J'avais tué cet homme en sous estimant son meurtrier. Je l'avais condamné. Le méritait-il ?
— Et si quelqu'un sécrétait naturellement cette substance ? Est-ce qu'elle pourrait la transmettre à quelqu'un d'autre juste en le touchant ?
— Dites-moi tout, Watson...
Sans plus contenir mes théories, je déballai tout à ce drôle d'inconnu. Iris. Cette inexplicable blessure que j'avais vu en elle. Cette inexplicable blessure qu'elle avait ravivé en moi. Ce qui était improbable, et possible. Ce qui semblait nous échapper, mais qui ne faisait que nous suivre. Édron m'aurait foudroyé. Mais je me foutais bien de ce que mes supérieurs penseraient. Je ne me battais pas pour le devoir d'un uniforme. Pas pour la gloire. J'avais déjà enfreint les règles. Brisées les obligations. Je ne me battais pas pour elles.

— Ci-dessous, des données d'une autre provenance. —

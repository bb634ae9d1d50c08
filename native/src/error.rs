use std::io;
use thiserror::Error;

/// Errors surfaced by the bridge to the caller of a query.
///
/// Transport read/write failures are not represented here: they are reported
/// as `false`/`None` by the transport and become an absent result.
#[derive(Debug, Error)]
pub enum BridgeError {
    #[error("Pipe '{name}' still busy after {attempts} attempts")]
    ChannelUnavailable { name: String, attempts: u32 },

    #[error("Could not open pipe '{name}': {source}")]
    ChannelOpen {
        name: String,
        #[source]
        source: io::Error,
    },

    #[error("Pipe is not open")]
    PipeNotReady,

    #[error("Handshake failed: expected GO_AHEAD but received {received:?}")]
    HandshakeFailed { received: String },

    #[error("Target process not found: {0}")]
    ProcessNotFound(String),

    #[error("Process locator error: {0}")]
    Locator(String),

    #[error("Configuration error: {0}")]
    Config(String),

    #[error("Failed to create pipe runtime: {0}")]
    Runtime(#[source] io::Error),
}

impl BridgeError {
    /// Whether retrying the whole query later can succeed.
    pub fn is_transient(&self) -> bool {
        matches!(self, BridgeError::ChannelUnavailable { .. })
    }
}

pub type Result<T> = std::result::Result<T, BridgeError>;
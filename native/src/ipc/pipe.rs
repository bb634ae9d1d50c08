// Production connector on Tokio: Windows named pipes, Unix domain sockets
// elsewhere. Calls are blocking; each one drives the shared runtime.

use super::protocol::END_MARKER;
use super::transport::{Connector, OpenError, PipeStream};
use std::io;
use std::sync::Arc;
use std::time::Duration;
use tokio::io::{AsyncRead, AsyncReadExt, AsyncWrite, AsyncWriteExt};
use tokio::runtime::Runtime;

/// Opens the JShell pipe through a private Tokio runtime.
pub struct PipeConnector {
    runtime: Arc<Runtime>,
    read_timeout: Option<Duration>,
}

impl PipeConnector {
    pub fn new(read_timeout: Option<Duration>) -> io::Result<Self> {
        let runtime = tokio::runtime::Builder::new_multi_thread()
            .worker_threads(1)
            .thread_name("jshell-pipe")
            .enable_all()
            .build()?;

        Ok(Self {
            runtime: Arc::new(runtime),
            read_timeout,
        })
    }

    fn wrap<S>(&self, stream: S) -> Box<dyn PipeStream>
    where
        S: AsyncRead + AsyncWrite + Unpin + Send + 'static,
    {
        Box::new(TokioStream {
            runtime: Arc::clone(&self.runtime),
            stream,
            read_timeout: self.read_timeout,
        })
    }
}

#[cfg(windows)]
impl Connector for PipeConnector {
    fn open(&self, name: &str) -> Result<Box<dyn PipeStream>, OpenError> {
        use tokio::net::windows::named_pipe::ClientOptions;
        use windows::Win32::Foundation::ERROR_PIPE_BUSY;

        // Registering the handle needs the runtime's reactor.
        let _guard = self.runtime.enter();
        match ClientOptions::new().read(true).write(true).open(name) {
            Ok(client) => Ok(self.wrap(client)),
            Err(e) if e.raw_os_error() == Some(ERROR_PIPE_BUSY.0 as i32) => Err(OpenError::Busy),
            Err(e) => Err(OpenError::Failed(e)),
        }
    }
}

#[cfg(unix)]
impl Connector for PipeConnector {
    fn open(&self, name: &str) -> Result<Box<dyn PipeStream>, OpenError> {
        use tokio::net::UnixStream;

        match self.runtime.block_on(UnixStream::connect(name)) {
            Ok(stream) => Ok(self.wrap(stream)),
            // Listener backlog full.
            Err(e) if e.kind() == io::ErrorKind::WouldBlock => Err(OpenError::Busy),
            Err(e) => Err(OpenError::Failed(e)),
        }
    }
}

struct TokioStream<S> {
    runtime: Arc<Runtime>,
    stream: S,
    read_timeout: Option<Duration>,
}

impl<S> PipeStream for TokioStream<S>
where
    S: AsyncRead + AsyncWrite + Unpin + Send,
{
    fn write_all(&mut self, bytes: &[u8]) -> io::Result<()> {
        let stream = &mut self.stream;
        self.runtime.block_on(async {
            stream.write_all(bytes).await?;
            stream.flush().await
        })
    }

    fn read_chunk(&mut self, max_bytes: usize) -> io::Result<Vec<u8>> {
        let read = read_reply(&mut self.stream, max_bytes);

        match self.read_timeout {
            // The timer has to be created inside the runtime context.
            Some(limit) => self.runtime.block_on(async move {
                tokio::time::timeout(limit, read).await.map_err(|_| {
                    io::Error::new(
                        io::ErrorKind::TimedOut,
                        format!("no reply within {:?}", limit),
                    )
                })?
            }),
            None => self.runtime.block_on(read),
        }
    }

    fn shutdown(&mut self) -> io::Result<()> {
        let stream = &mut self.stream;
        self.runtime.block_on(stream.shutdown())
    }
}

/// Read until the reply ends with the end marker, the buffer is full or the
/// server closes after sending something.
async fn read_reply<S>(stream: &mut S, max_bytes: usize) -> io::Result<Vec<u8>>
where
    S: AsyncRead + Unpin,
{
    let mut buffer = vec![0u8; max_bytes];
    let mut filled = 0;

    while filled < max_bytes {
        let count = stream.read(&mut buffer[filled..]).await?;
        if count == 0 {
            if filled == 0 {
                return Err(io::Error::new(
                    io::ErrorKind::UnexpectedEof,
                    "pipe closed by server",
                ));
            }
            break;
        }
        filled += count;
        if buffer[..filled].ends_with(END_MARKER.as_bytes()) {
            break;
        }
    }

    buffer.truncate(filled);
    Ok(buffer)
}
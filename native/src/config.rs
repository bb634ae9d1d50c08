use crate::error::{BridgeError, Result};
use serde::{Deserialize, Serialize};
use std::path::PathBuf;
use std::str::FromStr;
use std::time::Duration;

#[cfg(windows)]
pub const DEFAULT_PIPE_NAME: &str = r"\\.\pipe\jshellpipe";
#[cfg(not(windows))]
pub const DEFAULT_PIPE_NAME: &str = "/tmp/jshellpipe";

pub const DEFAULT_CONNECT_RETRIES: u32 = 20;
pub const DEFAULT_RETRY_DELAY_MS: u64 = 100;
pub const DEFAULT_READ_BUFFER_SIZE: usize = 32 * 1024;
pub const DEFAULT_TARGET_PROCESS: &str = "RuneLite.exe";

/// Process-wide bridge settings, fixed when the session is built.
#[derive(Debug, Clone, Serialize, Deserialize)]
pub struct BridgeConfig {
    pub pipe_name: String,
    pub connect_retries: u32,
    pub retry_delay_ms: u64,
    pub read_buffer_size: usize,
    /// No timeout when `None`: a stalled remote blocks the caller.
    pub read_timeout_ms: Option<u64>,
    pub payload_path: Option<PathBuf>,
    pub target_process: String,
    pub run_prelude: bool,
}

impl Default for BridgeConfig {
    fn default() -> Self {
        Self {
            pipe_name: DEFAULT_PIPE_NAME.to_string(),
            connect_retries: DEFAULT_CONNECT_RETRIES,
            retry_delay_ms: DEFAULT_RETRY_DELAY_MS,
            read_buffer_size: DEFAULT_READ_BUFFER_SIZE,
            read_timeout_ms: None,
            payload_path: None,
            target_process: DEFAULT_TARGET_PROCESS.to_string(),
            run_prelude: true,
        }
    }
}

impl BridgeConfig {
    /// Build a config from `JSHELL_*` environment variables.
    pub fn from_env() -> Result<Self> {
        Self::from_lookup(|key| std::env::var(key).ok())
    }

    /// Build a config from an arbitrary key lookup, falling back to defaults.
    pub fn from_lookup<F>(lookup: F) -> Result<Self>
    where
        F: Fn(&str) -> Option<String>,
    {
        let mut config = Self::default();

        if let Some(name) = lookup("JSHELL_PIPE_NAME").filter(|v| !v.trim().is_empty()) {
            config.pipe_name = name;
        }
        if let Some(retries) = parse_var(&lookup, "JSHELL_CONNECT_RETRIES")? {
            config.connect_retries = retries;
        }
        if let Some(delay) = parse_var(&lookup, "JSHELL_RETRY_DELAY_MS")? {
            config.retry_delay_ms = delay;
        }
        if let Some(size) = parse_var::<usize, _>(&lookup, "JSHELL_READ_BUFFER")? {
            if size == 0 {
                return Err(BridgeError::Config(
                    "JSHELL_READ_BUFFER must be greater than zero".to_string(),
                ));
            }
            config.read_buffer_size = size;
        }
        if let Some(timeout) = parse_var(&lookup, "JSHELL_READ_TIMEOUT_MS")? {
            config.read_timeout_ms = Some(timeout);
        }
        if let Some(path) = lookup("JSHELL_PAYLOAD").filter(|v| !v.trim().is_empty()) {
            config.payload_path = Some(PathBuf::from(path));
        }
        if let Some(process) = lookup("JSHELL_TARGET_PROCESS").filter(|v| !v.trim().is_empty()) {
            config.target_process = process;
        }
        if let Some(skip) = lookup("JSHELL_SKIP_PRELUDE") {
            config.run_prelude = !is_truthy(&skip);
        }

        Ok(config)
    }

    pub fn retry_delay(&self) -> Duration {
        Duration::from_millis(self.retry_delay_ms)
    }

    pub fn read_timeout(&self) -> Option<Duration> {
        self.read_timeout_ms.map(Duration::from_millis)
    }
}

fn parse_var<T, F>(lookup: &F, key: &str) -> Result<Option<T>>
where
    T: FromStr,
    F: Fn(&str) -> Option<String>,
{
    match lookup(key) {
        Some(raw) => raw
            .trim()
            .parse::<T>()
            .map(Some)
            .map_err(|_| BridgeError::Config(format!("{} has invalid value '{}'", key, raw))),
        None => Ok(None),
    }
}

fn is_truthy(value: &str) -> bool {
    matches!(
        value.trim().to_ascii_lowercase().as_str(),
        "1" | "true" | "yes" | "on"
    )
}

Je me battais pour la vérité.
— Mon cher Watson, repris le médecin en m'entrainant dans le couloir, je crois que cette enquête vas nous triturer les méninges...
— Arrête de m'appeler comme ça... Et puis de nous deux, c'est plutôt moi Sherlock Holmes.
À nouveau, Thaïs dévoila ses dents brillantes. Nous marchions d'un pas prometteur, presque léger. Cet allier me serait utile. Une sincère compassion transperça sa voix lorsqu'il me tapota l'épaule :
— On la sauvera, ta gamine...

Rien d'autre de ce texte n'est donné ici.